A few weeks ago, I took my children to an indoor jump place to meet up with a friend. As I stood there surrounded by screaming kids in a petri dish of madness, I found myself in conversation with a grandfather who was there with his grand kids. As we stood there, he told me he was their full-time caregiver, and when I asked how that arrangement came to be, he answered with:
“My daughter just isn’t the staying-at-home type. She learned that very quickly. She called me one day and said, ‘Dad, I can’t do this. I want to go back to work. The kids are driving me crazy.’ So I took over. Because I love this type of thing.”
I could sense he knew he was saying something that might be considered taboo to a stay-at-home mom as I watched him carefully scan my face for a sense of disapproval while the words came out of his mouth. But I just answered with, “Well, what a blessing.” And I meant it.
Yet I found that I couldn’t stop thinking about that conversation for the rest of the day. Because it’s easy for a mom to tell people that she works because her family needs her financial contribution to make ends meet. But it gets progressively harder for a mom to tell a stranger that she wants to work.
It’s hard to say, “I work, but there is nothing financially necessary about it.” Because a mom can’t help but feel this is telling someone she doesn’t like her own children. But I wonder if for some moms, it IS emotionally necessary. Yet they aren’t empowered to say that part. So instead they own shame for feeling that way. Or at least avoid talking about it.
I was with a group of friends the other day and we began talking about hobbies. One of the moms quickly said, “Sometimes I need to do something that is just for me. I need to be more than just mom.” And all of my friends and I quickly nodded our heads in agreement as if we were a family sitting on the front row of a church telling the pastor to, “PREACH.”
But she stopped with that because you could tell she felt a sense of guilt as she said it. As if admitting that she has a need to be more than just a butt-wiper or more than just a snack-maid at times made her unloving. It made her feel not just unfit to squeeze into the skinny jeans from the store, but also unfit to fit into the good mom category we moms all strive for.
But the longer I live the mom life, the more I realize how important it is for me to have outside work or hobbies that help me continue to feel like me ― the woman I was before kids. And the woman I will be when my children are grown. Because if I lose ME in the process of being MOM-MEEEEEE, how much do I really have left to give to my children? Sometimes when I am not functioning as mom 100 percent of my day, I realize I am better able to give 100 percent when I am.

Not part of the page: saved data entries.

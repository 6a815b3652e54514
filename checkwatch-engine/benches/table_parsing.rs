use checkwatch_engine::{ColumnSpec, Correlator, EntityKeyRule, TableSpec};
use checkwatch_types::RawTable;
use criterion::{black_box, criterion_group, criterion_main, BenchmarkId, Criterion};

fn if_table(rows: usize) -> RawTable {
    (1..=rows)
        .map(|i| {
            vec![
                i.to_string(),
                format!("GigabitEthernet0/{}", i),
                "6".to_string(),
                "1000000000".to_string(),
                "1".to_string(),
                if i % 7 == 0 { "2" } else { "1" }.to_string(),
            ]
        })
        .collect()
}

fn counters_table(rows: usize) -> RawTable {
    (1..=rows)
        .rev()
        .map(|i| {
            vec![
                i.to_string(),
                (i * 1_000_000).to_string(),
                (i * 2_000_000).to_string(),
            ]
        })
        .collect()
}

fn if_spec() -> TableSpec {
    TableSpec::new("if_table")
        .column(ColumnSpec::text("index"))
        .column(ColumnSpec::text("descr"))
        .column(ColumnSpec::integer("type").lenient())
        .column(ColumnSpec::counter("speed").lenient())
        .column(ColumnSpec::integer("admin_status").lenient())
        .column(ColumnSpec::integer("oper_status").lenient())
        .key("descr")
}

/// Benchmark parsing a single table of varying size
fn bench_parse_table(c: &mut Criterion) {
    let mut group = c.benchmark_group("parse_table");
    let spec = if_spec();

    for rows in [10usize, 100, 1000].iter() {
        let table = if_table(*rows);
        group.bench_with_input(BenchmarkId::from_parameter(rows), &table, |b, table| {
            b.iter(|| spec.parse_table(black_box(table)));
        });
    }
    group.finish();
}

/// Benchmark correlating a primary table with a reversed counter table
fn bench_correlate(c: &mut Criterion) {
    let mut group = c.benchmark_group("correlate");
    let correlator = Correlator::new(
        TableSpec::new("if_table")
            .column(ColumnSpec::text("index"))
            .column(ColumnSpec::text("descr"))
            .key("index"),
        EntityKeyRule::Field("descr".into()),
    )
    .auxiliary(
        TableSpec::new("counters")
            .column(ColumnSpec::text("index"))
            .column(ColumnSpec::counter("in_octets").lenient())
            .column(ColumnSpec::counter("out_octets").lenient())
            .key("index"),
    );

    for rows in [10usize, 100, 1000].iter() {
        let tables = vec![if_table(*rows), counters_table(*rows)];
        group.bench_with_input(BenchmarkId::from_parameter(rows), &tables, |b, tables| {
            b.iter(|| correlator.correlate(black_box(tables)));
        });
    }
    group.finish();
}

criterion_group!(benches, bench_parse_table, bench_correlate);
criterion_main!(benches);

I believe that for some women, the need to be more than just a mom is necessary to be the best mom they can be. And as a mother of sons, I want my boys to learn that it’s hard to be a good mom if I don’t also feel like a strong woman, too. I want them to see me not just as the woman that kisses their heads at night and drops them off at all of their activities because I have nothing better to do, but as the woman that chooses to do these things because she loves them.
I want them to know that a strong mom can be strong by staying home and using her strength to be loving and patient within the home. Or a strong mom can be strong because she chooses to use her gifts outside the home and let others use their gifts (like a grandfather) with her children.
My mom is a nurse. But she is also an artist. A seamstress. A self-taught theologian. A designer. A landscaper. A carpenter. A handy woman. The list goes on and on. Essentially, my mom is an incredibly gifted woman that became my mom.
But here’s what I’ve discovered that’s even better ― her other talents didn’t threaten or destroy me as her child. Instead, they made me proud and motivated to find my own passions and gifts to use in this world. And I think they made her a better mom. And I am confident that I am better because she was more than just my mom. And this world is too.
So the next time you’re feeling a need to be more than just a mom, don’t hide in shame. Don’t question yourself for not having enough maternal instinct. Because you ARE more than just a mom. You’re a woman that is also a mom.
And when we understand that, we are finally in a place to become the best moms we can be.